**** Data listing

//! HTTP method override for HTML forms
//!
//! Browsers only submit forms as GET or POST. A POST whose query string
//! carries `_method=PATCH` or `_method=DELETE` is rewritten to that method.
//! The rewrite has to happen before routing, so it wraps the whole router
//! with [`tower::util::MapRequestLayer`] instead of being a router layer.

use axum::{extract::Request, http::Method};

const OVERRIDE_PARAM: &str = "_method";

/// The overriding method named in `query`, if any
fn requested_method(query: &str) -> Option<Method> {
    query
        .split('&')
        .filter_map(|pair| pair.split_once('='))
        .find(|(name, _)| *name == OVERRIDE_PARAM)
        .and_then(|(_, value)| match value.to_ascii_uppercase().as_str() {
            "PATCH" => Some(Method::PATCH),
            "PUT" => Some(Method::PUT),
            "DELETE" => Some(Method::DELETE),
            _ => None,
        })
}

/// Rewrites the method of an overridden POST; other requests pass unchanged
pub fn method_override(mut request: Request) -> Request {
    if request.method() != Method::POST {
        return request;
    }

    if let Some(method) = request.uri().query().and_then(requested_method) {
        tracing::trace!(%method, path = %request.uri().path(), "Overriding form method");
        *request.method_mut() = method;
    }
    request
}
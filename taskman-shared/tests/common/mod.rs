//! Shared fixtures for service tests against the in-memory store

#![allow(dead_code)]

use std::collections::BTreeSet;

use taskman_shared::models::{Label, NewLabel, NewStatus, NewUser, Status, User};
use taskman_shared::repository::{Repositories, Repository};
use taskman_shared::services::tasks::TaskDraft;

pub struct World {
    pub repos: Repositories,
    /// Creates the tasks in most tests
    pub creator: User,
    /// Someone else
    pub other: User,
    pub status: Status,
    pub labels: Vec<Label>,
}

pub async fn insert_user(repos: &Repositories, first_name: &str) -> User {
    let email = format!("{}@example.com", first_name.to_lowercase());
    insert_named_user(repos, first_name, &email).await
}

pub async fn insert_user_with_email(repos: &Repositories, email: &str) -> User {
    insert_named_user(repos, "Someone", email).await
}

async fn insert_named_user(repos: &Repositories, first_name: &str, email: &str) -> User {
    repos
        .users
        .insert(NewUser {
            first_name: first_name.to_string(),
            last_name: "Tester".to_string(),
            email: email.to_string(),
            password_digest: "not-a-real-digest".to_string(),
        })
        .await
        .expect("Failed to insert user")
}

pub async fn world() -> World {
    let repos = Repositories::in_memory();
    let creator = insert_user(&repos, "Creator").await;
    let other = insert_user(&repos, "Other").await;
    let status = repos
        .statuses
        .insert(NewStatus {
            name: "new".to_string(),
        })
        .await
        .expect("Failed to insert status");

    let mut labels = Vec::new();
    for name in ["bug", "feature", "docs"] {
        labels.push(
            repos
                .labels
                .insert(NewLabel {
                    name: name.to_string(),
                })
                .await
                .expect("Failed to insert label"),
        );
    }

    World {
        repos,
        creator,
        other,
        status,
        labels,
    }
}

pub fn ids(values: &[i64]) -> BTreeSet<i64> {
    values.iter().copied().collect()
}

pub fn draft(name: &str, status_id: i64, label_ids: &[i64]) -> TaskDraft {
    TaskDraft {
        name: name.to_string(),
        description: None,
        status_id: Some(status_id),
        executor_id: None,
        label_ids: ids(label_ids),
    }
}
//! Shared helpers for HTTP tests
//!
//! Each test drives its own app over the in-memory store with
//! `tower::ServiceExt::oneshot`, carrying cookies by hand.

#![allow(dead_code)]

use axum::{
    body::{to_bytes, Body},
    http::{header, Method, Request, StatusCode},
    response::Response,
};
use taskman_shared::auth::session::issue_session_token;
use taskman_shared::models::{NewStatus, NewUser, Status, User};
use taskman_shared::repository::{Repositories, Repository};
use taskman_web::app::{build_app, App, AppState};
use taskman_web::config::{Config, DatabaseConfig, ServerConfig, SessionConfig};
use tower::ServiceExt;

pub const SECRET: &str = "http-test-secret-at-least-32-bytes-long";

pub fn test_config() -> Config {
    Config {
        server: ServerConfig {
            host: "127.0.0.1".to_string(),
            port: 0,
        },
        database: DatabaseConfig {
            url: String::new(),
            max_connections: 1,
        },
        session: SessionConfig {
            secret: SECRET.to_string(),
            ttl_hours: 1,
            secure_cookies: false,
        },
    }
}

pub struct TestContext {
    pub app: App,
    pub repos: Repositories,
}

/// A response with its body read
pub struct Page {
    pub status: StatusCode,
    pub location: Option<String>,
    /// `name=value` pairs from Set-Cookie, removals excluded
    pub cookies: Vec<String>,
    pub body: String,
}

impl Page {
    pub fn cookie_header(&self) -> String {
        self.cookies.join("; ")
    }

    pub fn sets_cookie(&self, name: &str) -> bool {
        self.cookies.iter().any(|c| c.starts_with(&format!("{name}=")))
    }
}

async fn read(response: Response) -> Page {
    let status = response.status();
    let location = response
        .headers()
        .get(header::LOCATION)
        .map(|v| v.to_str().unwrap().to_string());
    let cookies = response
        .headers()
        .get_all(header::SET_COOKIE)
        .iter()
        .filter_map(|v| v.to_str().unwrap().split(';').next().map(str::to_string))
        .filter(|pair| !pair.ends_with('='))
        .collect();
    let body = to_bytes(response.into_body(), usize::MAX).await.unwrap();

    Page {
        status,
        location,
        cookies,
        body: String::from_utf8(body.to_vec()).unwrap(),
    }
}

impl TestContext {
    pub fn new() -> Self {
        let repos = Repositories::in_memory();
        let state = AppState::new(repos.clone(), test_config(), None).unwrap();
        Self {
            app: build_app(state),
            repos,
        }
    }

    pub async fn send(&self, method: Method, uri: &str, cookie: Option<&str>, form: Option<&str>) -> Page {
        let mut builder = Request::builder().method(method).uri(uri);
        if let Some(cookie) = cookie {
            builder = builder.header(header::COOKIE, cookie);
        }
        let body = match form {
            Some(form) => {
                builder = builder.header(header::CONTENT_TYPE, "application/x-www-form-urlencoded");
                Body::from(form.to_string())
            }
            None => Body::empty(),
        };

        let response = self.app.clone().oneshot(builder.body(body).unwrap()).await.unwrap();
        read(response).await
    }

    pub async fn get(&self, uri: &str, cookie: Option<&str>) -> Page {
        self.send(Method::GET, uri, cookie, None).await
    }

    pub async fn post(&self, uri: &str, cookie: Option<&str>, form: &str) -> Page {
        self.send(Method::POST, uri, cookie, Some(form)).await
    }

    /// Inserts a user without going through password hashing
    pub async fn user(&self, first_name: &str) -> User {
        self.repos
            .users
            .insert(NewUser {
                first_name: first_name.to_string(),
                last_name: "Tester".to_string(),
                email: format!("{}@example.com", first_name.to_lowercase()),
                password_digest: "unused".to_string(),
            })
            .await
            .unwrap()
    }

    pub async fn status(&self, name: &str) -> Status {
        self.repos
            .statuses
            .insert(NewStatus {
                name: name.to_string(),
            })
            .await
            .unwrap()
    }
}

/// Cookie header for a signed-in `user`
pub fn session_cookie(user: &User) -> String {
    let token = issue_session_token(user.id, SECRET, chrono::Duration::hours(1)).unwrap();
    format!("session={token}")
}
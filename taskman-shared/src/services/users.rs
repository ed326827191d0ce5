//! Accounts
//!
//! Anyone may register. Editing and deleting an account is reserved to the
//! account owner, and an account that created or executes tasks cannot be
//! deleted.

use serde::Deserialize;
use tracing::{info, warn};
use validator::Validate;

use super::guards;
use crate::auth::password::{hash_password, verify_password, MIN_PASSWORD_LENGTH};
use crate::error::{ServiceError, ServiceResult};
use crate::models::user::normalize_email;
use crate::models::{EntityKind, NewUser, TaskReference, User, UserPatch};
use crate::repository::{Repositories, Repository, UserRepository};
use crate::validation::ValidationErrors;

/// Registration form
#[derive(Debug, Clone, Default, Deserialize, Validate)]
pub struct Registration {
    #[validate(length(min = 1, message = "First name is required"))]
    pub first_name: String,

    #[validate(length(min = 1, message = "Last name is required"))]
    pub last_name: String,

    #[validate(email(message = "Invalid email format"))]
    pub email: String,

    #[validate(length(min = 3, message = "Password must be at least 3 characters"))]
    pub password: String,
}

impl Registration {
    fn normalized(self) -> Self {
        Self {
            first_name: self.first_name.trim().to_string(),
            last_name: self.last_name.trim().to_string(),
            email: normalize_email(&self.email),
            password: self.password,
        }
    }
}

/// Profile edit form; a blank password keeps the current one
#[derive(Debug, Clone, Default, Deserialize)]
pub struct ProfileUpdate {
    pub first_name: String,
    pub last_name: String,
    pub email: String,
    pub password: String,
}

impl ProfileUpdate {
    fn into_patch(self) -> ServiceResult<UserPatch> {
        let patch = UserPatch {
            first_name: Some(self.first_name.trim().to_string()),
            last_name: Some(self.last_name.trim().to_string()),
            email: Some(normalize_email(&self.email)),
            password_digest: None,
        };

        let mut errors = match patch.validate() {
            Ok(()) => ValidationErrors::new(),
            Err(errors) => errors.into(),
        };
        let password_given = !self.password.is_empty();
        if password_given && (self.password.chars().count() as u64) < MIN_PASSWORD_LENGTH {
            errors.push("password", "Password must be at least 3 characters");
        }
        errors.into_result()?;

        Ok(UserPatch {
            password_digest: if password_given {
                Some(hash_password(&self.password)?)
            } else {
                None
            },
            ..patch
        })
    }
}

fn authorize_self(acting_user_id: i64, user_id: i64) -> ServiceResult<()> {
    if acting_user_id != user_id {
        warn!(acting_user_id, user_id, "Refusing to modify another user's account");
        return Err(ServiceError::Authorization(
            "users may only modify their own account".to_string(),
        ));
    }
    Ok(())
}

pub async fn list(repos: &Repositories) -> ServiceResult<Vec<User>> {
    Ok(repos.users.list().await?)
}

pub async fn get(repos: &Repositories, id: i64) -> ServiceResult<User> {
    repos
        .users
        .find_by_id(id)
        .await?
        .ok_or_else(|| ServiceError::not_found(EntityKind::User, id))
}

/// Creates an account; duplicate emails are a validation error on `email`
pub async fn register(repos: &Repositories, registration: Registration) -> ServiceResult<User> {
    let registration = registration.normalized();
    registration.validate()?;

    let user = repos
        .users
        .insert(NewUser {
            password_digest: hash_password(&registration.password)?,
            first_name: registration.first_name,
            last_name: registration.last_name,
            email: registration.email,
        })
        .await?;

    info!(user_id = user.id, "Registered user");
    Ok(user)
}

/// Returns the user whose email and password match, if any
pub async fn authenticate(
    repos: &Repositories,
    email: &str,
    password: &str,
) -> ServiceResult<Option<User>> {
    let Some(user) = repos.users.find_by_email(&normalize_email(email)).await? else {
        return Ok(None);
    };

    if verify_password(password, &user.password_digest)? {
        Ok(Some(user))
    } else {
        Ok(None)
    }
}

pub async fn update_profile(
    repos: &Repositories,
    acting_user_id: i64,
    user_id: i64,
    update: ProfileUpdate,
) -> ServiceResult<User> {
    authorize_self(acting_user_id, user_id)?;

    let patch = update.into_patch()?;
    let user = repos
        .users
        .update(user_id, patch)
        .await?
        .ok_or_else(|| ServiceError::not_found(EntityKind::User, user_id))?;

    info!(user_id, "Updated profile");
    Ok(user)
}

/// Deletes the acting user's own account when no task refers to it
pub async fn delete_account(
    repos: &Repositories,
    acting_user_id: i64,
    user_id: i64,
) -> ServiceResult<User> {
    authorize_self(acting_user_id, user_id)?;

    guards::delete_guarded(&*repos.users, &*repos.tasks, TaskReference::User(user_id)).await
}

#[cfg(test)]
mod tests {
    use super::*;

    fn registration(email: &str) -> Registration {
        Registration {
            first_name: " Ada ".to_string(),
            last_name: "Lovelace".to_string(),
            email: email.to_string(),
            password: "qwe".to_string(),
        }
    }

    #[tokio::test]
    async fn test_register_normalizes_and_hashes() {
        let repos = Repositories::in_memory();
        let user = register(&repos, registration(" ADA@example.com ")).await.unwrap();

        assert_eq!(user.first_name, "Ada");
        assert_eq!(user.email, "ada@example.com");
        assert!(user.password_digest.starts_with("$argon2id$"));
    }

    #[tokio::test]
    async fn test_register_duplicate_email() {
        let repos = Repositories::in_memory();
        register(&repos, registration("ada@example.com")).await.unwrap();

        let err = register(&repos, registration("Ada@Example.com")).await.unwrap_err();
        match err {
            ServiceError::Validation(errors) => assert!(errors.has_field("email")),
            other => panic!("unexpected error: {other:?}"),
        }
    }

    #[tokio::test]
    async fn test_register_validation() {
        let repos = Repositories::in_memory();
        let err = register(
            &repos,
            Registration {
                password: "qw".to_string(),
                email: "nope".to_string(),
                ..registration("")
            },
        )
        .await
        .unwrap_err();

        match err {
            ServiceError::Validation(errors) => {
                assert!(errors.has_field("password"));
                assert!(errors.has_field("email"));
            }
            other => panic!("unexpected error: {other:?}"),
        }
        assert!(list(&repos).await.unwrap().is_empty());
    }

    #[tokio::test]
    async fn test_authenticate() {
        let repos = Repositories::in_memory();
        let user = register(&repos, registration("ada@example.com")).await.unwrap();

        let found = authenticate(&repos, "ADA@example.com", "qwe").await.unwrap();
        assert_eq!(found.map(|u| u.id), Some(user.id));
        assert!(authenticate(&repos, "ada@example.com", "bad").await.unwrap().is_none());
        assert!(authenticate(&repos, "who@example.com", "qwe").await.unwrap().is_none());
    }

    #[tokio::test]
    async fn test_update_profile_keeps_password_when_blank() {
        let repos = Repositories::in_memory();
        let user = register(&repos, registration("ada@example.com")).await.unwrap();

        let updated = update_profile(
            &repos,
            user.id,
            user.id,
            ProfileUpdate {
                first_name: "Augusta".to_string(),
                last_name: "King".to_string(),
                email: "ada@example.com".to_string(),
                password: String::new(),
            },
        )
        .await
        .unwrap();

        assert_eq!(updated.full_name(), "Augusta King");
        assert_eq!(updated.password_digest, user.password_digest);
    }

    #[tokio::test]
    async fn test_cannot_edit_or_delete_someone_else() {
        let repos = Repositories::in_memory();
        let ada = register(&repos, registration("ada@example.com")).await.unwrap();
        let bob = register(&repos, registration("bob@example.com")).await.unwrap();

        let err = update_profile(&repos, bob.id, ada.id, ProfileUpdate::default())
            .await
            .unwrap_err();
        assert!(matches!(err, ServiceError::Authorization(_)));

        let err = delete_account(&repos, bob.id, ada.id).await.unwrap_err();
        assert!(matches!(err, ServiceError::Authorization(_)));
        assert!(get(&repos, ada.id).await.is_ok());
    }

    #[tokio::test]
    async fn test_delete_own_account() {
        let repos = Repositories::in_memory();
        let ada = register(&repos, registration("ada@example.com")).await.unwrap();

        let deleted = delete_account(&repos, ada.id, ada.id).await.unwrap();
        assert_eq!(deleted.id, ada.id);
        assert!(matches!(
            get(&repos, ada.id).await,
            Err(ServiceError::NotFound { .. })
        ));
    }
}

********

Brief — Copy out every line from the material above where the string "AppState" turns up.

Task answer —
use taskman_web::app::{build_app, App, AppState};
        let state = AppState::new(repos.clone(), test_config(), None).unwrap();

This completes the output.